I live in Arizona, and I watched Jake Plummer take ASU to the Rose Bowl with the National Championship on the line. I watched the Cardinals draft him, and then fail to get the most out of him, then have him go to Denver, and the same thing happen. Jake was best when he was acting, not thinking. Especially rolling out *against* the flow. (Best thrower from the off-hand side I've ever seen.). But nobody would build an offense around those skills. They kept trying to make him work in a standard offense.
That's where Baker is. He can do some fine things, if you let him, but don't force him to do it all the "right" way. Keep him on the move, and use the run game so that he doesn't have to try and win the game all by himself.

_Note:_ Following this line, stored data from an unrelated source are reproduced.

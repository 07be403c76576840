//! Durable storage for conversation history
//!
//! The [`RecordStore`] trait is the contract the history controller talks to.
//! Backends only implement the four primitive operations (`get_all`, `get`,
//! `put`, `delete_by_id`); saving, duplication, export, and renaming are
//! provided on top of them so every backend shares the same slug allocation
//! and validation rules.
//!
//! - [`sled_store::SledRecordStore`] -- embedded `sled` database used by the CLI
//! - [`memory::InMemoryRecordStore`] -- in-process store with failure injection
//! - [`snapshot`] -- auxiliary per-conversation snapshot cache

use crate::error::{ChathistError, Result};
use async_trait::async_trait;
use chrono::Utc;
use std::collections::HashSet;

pub mod memory;
pub mod sled_store;
pub mod snapshot;
pub mod types;

pub use memory::InMemoryRecordStore;
pub use sled_store::SledRecordStore;
pub use snapshot::{
    delete_snapshot, snapshot_key, InMemorySnapshotCache, SledSnapshotCache, SnapshotCache,
};
pub use types::{new_conversation_id, ConversationRecord, ExportBundle, Snapshot};

/// Description used for a duplicate of a record that had no title
const UNTITLED_DESCRIPTION: &str = "Chat";

/// Storage contract for conversation records
///
/// All methods are `async` so backends may perform I/O without blocking the
/// runtime. Errors are returned as `anyhow::Error` wrapping a
/// [`ChathistError`], which callers can recover with
/// [`ChathistError::classify`].
#[async_trait]
pub trait RecordStore: Send + Sync + std::fmt::Debug {
    /// Return every stored record; order is unspecified
    async fn get_all(&self) -> Result<Vec<ConversationRecord>>;

    /// Look up a record by primary key
    async fn get(&self, id: &str) -> Result<Option<ConversationRecord>>;

    /// Write a record as-is, replacing any record with the same id
    async fn put(&self, record: &ConversationRecord) -> Result<()>;

    /// Remove a record
    ///
    /// # Errors
    ///
    /// Returns [`ChathistError::NotFound`] if no record has this id and
    /// [`ChathistError::StoreUnavailable`] if the backend cannot be reached.
    async fn delete_by_id(&self, id: &str) -> Result<()>;

    /// Resolve a shareable slug back to its record
    async fn get_by_url_id(&self, url_id: &str) -> Result<Option<ConversationRecord>> {
        if url_id.is_empty() {
            return Ok(None);
        }
        Ok(self
            .get_all()
            .await?
            .into_iter()
            .find(|r| r.url_id.as_deref() == Some(url_id)))
    }

    /// Insert or update a record
    ///
    /// Refreshes `updated_at` and assigns a unique `url_id` when the record
    /// has none. Returns the record exactly as persisted.
    ///
    /// # Errors
    ///
    /// Returns [`ChathistError::ValidationFailed`] if the record carries a
    /// `url_id` already used by a different record.
    async fn save(&self, record: ConversationRecord) -> Result<ConversationRecord> {
        let mut record = record;
        let taken = taken_url_ids(&self.get_all().await?, &record.id);

        match record.url_id.as_deref() {
            Some(slug) if !slug.is_empty() => {
                if taken.contains(slug) {
                    return Err(ChathistError::ValidationFailed(format!(
                        "url id '{}' is already in use",
                        slug
                    ))
                    .into());
                }
            }
            _ => {
                record.url_id = Some(allocate_url_id(&record.id.to_lowercase(), &taken));
            }
        }

        record.updated_at = Utc::now();
        self.put(&record).await?;
        tracing::debug!(id = %record.id, url_id = ?record.url_id, "Saved conversation");
        Ok(record)
    }

    /// Copy a record under a fresh id and slug
    ///
    /// The copy keeps the messages and metadata, gets the description
    /// `"<original> (copy)"`, and is timestamped now. The source is untouched.
    async fn duplicate(&self, id: &str) -> Result<ConversationRecord> {
        let source = self
            .get(id)
            .await?
            .ok_or_else(|| ChathistError::NotFound(id.to_string()))?;

        let base = source
            .description
            .as_deref()
            .filter(|d| !d.is_empty())
            .unwrap_or(UNTITLED_DESCRIPTION);
        let mut copy =
            ConversationRecord::new(Some(format!("{} (copy)", base)), source.messages.clone());
        copy.metadata = source.metadata.clone();

        let copy = self.save(copy).await?;
        tracing::info!(source = %id, copy = %copy.id, "Duplicated conversation");
        Ok(copy)
    }

    /// Produce the downloadable representation of a record
    async fn export_record(&self, id: &str) -> Result<ExportBundle> {
        let record = self
            .get(id)
            .await?
            .ok_or_else(|| ChathistError::NotFound(id.to_string()))?;
        Ok(ExportBundle::from_record(&record))
    }

    /// Replace a record's description
    ///
    /// The new description is trimmed and must not be empty.
    async fn update_description(&self, id: &str, description: &str) -> Result<ConversationRecord> {
        let description = description.trim();
        if description.is_empty() {
            return Err(
                ChathistError::ValidationFailed("description cannot be empty".to_string()).into(),
            );
        }

        let mut record = self
            .get(id)
            .await?
            .ok_or_else(|| ChathistError::NotFound(id.to_string()))?;
        record.description = Some(description.to_string());
        self.save(record).await
    }
}

/// Slugs in use by records other than `except_id`
fn taken_url_ids(records: &[ConversationRecord], except_id: &str) -> HashSet<String> {
    records
        .iter()
        .filter(|r| r.id != except_id)
        .filter_map(|r| r.url_id.clone())
        .filter(|slug| !slug.is_empty())
        .collect()
}

/// Pick `preferred`, or the first free `preferred-N` for N >= 2
///
/// # Examples
///
/// ```
/// use std::collections::HashSet;
/// use chathist::storage::allocate_url_id;
///
/// let taken: HashSet<String> = ["chat".to_string(), "chat-2".to_string()].into();
/// assert_eq!(allocate_url_id("chat", &taken), "chat-3");
/// assert_eq!(allocate_url_id("other", &taken), "other");
/// ```
pub fn allocate_url_id(preferred: &str, taken: &HashSet<String>) -> String {
    if !taken.contains(preferred) {
        return preferred.to_string();
    }
    (2u64..)
        .map(|n| format!("{}-{}", preferred, n))
        .find(|candidate| !taken.contains(candidate))
        .unwrap_or_else(|| preferred.to_string())
}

The Browns have come a long way in the Mayfield era. They have gone from an embarrassment to a good team. But it is much harder to go from a good team to a contending team than it is from bad to good. Stefanski looked good in year 1 because it was almost impossible to look worse than the last guy or the guy before that. But now he is compared with Tomlin, Harbaugh, Reid, Belichick and the guys he is actually competing with. Mayfield used to be compared to Kiser, Quinn, Hoyer crew that had been leading the Browns for years; now he is compared with Mahomes, Allen, Jackson, Herbert. And both of those lists are just inside the conference.
As frustrating as it is to watch, though, this is progress. The ghosts of the last 20 years can go away and the team evaluated against its peers. Success will be more difficult, but much more rewarding.